Pinot Noir is probably the most frustrating, and at times infuriating, wine grape in the world. However when it is successful, it can produce some of the most sublime wines known to man. This thin-skinned grape which grows in small, tight bunches performs well on well-drained, deepish limestone based subsoils as are found on Burgundy's Côte d'Or.

Pinot Noir is more susceptible than other varieties to over cropping - concentration and varietal character disappear rapidly if yields are excessive and yields as little as 25hl/ha are the norm for some climats of the Côte d`Or.
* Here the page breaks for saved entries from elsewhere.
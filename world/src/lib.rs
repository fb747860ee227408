#![deny(
    unsafe_code,
    missing_docs,
    dead_code,
    unused_results,
    non_snake_case,
    unreachable_pub
)]

//! Authoritative game state management for Hex Voyage.
//!
//! The [`GameState`] value is owned by a [`Store`] and only changes through
//! [`Command`]s dispatched to it. Every dispatch runs the [`Game`] reducer on
//! a private draft; readers only ever see whole, committed snapshots and query
//! them through the [`query`] module.

mod config;
mod error;
mod selection;
mod stats;
mod store;

use std::sync::Arc;

use hex_voyage_core::{Card, CardId, Command, Event, NameSource, OffsetCoord, Stat, TileId};
use serde::Serialize;
use tracing::{debug, info};

pub use config::{BoardConfig, CardConfig, GameConfig, ShipConfig};
pub use error::{GameError, LineError, Precondition};
pub use selection::Selection;
pub use stats::{effective_stat, EffectiveStats};
pub use store::{Reducer, Store, SubscriptionId};

/// Store specialised to the game rules.
pub type GameStore = Store<Game>;

/// A hex on the board together with the cards resting on it.
#[derive(Clone, Debug, PartialEq, Eq, Serialize)]
pub struct Tile {
    id: TileId,
    coord: OffsetCoord,
    name: String,
    cards: Vec<Card>,
}

impl Tile {
    fn new(id: TileId, coord: OffsetCoord, name: String) -> Self {
        Self {
            id,
            coord,
            name,
            cards: Vec::new(),
        }
    }

    /// Identifier of the tile.
    #[must_use]
    pub const fn id(&self) -> TileId {
        self.id
    }

    /// Board position of the tile.
    #[must_use]
    pub const fn coord(&self) -> OffsetCoord {
        self.coord
    }

    /// Descriptive name generated when the tile was created.
    #[must_use]
    pub fn name(&self) -> &str {
        &self.name
    }

    /// Cards resting on the tile, oldest first.
    #[must_use]
    pub fn cards(&self) -> &[Card] {
        &self.cards
    }
}

/// The player's ship.
#[derive(Clone, Debug, PartialEq, Eq, Serialize)]
pub struct Ship {
    position: OffsetCoord,
    speed_base: i32,
    actions_base: i32,
    combat_base: i32,
    moves_left: u32,
    actions_left: u32,
    cards: Vec<Card>,
}

impl Ship {
    pub(crate) fn from_config(config: &ShipConfig) -> Self {
        let cards = config
            .deck
            .iter()
            .zip(1..)
            .map(|(card, id)| Card::new(CardId::new(id), card.name.clone(), card.modifiers()))
            .collect();
        let mut ship = Self {
            position: config.start,
            speed_base: config.speed,
            actions_base: config.actions,
            combat_base: config.combat,
            moves_left: 0,
            actions_left: 0,
            cards,
        };
        ship.refill_counters();
        ship
    }

    /// Current position. May lie outside the board after a regeneration.
    #[must_use]
    pub const fn position(&self) -> OffsetCoord {
        self.position
    }

    /// Base value of a stat before card modifiers.
    #[must_use]
    pub const fn base(&self, stat: Stat) -> i32 {
        match stat {
            Stat::Speed => self.speed_base,
            Stat::Actions => self.actions_base,
            Stat::Combat => self.combat_base,
        }
    }

    /// Moves remaining this turn.
    #[must_use]
    pub const fn moves_left(&self) -> u32 {
        self.moves_left
    }

    /// Actions remaining this turn.
    #[must_use]
    pub const fn actions_left(&self) -> u32 {
        self.actions_left
    }

    /// Cards carried by the ship, in pickup order.
    #[must_use]
    pub fn cards(&self) -> &[Card] {
        &self.cards
    }

    fn refill_counters(&mut self) {
        let stats = EffectiveStats::of(self);
        self.moves_left = counter(i64::from(stats.speed));
        self.actions_left = counter(i64::from(stats.actions));
    }

    fn take_card(&mut self, card: CardId) -> Option<Card> {
        let index = self.cards.iter().position(|held| held.id() == card)?;
        let removed = self.cards.remove(index);
        let speed = i64::from(removed.modifier(Stat::Speed));
        self.moves_left = counter(i64::from(self.moves_left) - speed);
        Some(removed)
    }
}

fn counter(value: i64) -> u32 {
    u32::try_from(value.max(0)).unwrap_or(u32::MAX)
}

/// Camera interaction flags reported by the presentation layer.
#[derive(Clone, Copy, Debug, Default, PartialEq, Eq, Serialize)]
pub struct Camera {
    /// Whether a pan gesture is in progress.
    pub panning: bool,
    /// Whether a zoom gesture is in progress.
    pub zooming: bool,
}

/// Represents the authoritative Hex Voyage game state.
#[derive(Clone, Debug, PartialEq, Eq, Serialize)]
pub struct GameState {
    tiles: Arc<Vec<Tile>>,
    ship: Ship,
    selection: Selection,
    camera: Camera,
    graveyard: Vec<Card>,
    next_tile_id: u32,
    turn: u32,
}

impl GameState {
    /// Creates the session-start state: no board, the configured ship, turn one.
    #[must_use]
    pub fn new(config: &GameConfig) -> Self {
        Self {
            tiles: Arc::new(Vec::new()),
            ship: Ship::from_config(&config.ship),
            selection: Selection::Idle,
            camera: Camera::default(),
            graveyard: Vec::new(),
            next_tile_id: 1,
            turn: 1,
        }
    }

    fn tile_index(&self, id: TileId) -> Option<usize> {
        self.tiles.iter().position(|tile| tile.id == id)
    }

    fn tile_index_at(&self, coord: OffsetCoord) -> Option<usize> {
        self.tiles.iter().position(|tile| tile.coord == coord)
    }

    fn set_camera(&mut self, camera: Camera, out_events: &mut Vec<Event>) {
        self.camera = camera;
        let (selection, abandoned) = self.selection.cancel();
        self.selection = selection;
        if let Some(tile) = abandoned {
            out_events.push(Event::FocusCancelled { tile });
        }
        out_events.push(Event::CameraChanged {
            panning: camera.panning,
            zooming: camera.zooming,
        });
    }
}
Because of the thinness of the skins, Pinot Noir wines are lighter in colour, body and tannins. However the best wines have grip, complexity and an intensity of fruit seldom found in wine from other grapes. Young Pinot Noir can smell almost sweet, redolent with freshly crushed raspberries, cherries and redcurrants. When mature, the best wines develop a sensuous, silky mouth feel with the fruit flavours deepening and gamey "sous-bois" nuances emerging.

The best examples are still found in Burgundy, although Pinot Noir`s key role in Champagne should not be forgotten. It is grown throughout the world with notable success in the Carneros and Russian River Valley districts of California, and the Martinborough and Central Otago regions of New Zealand.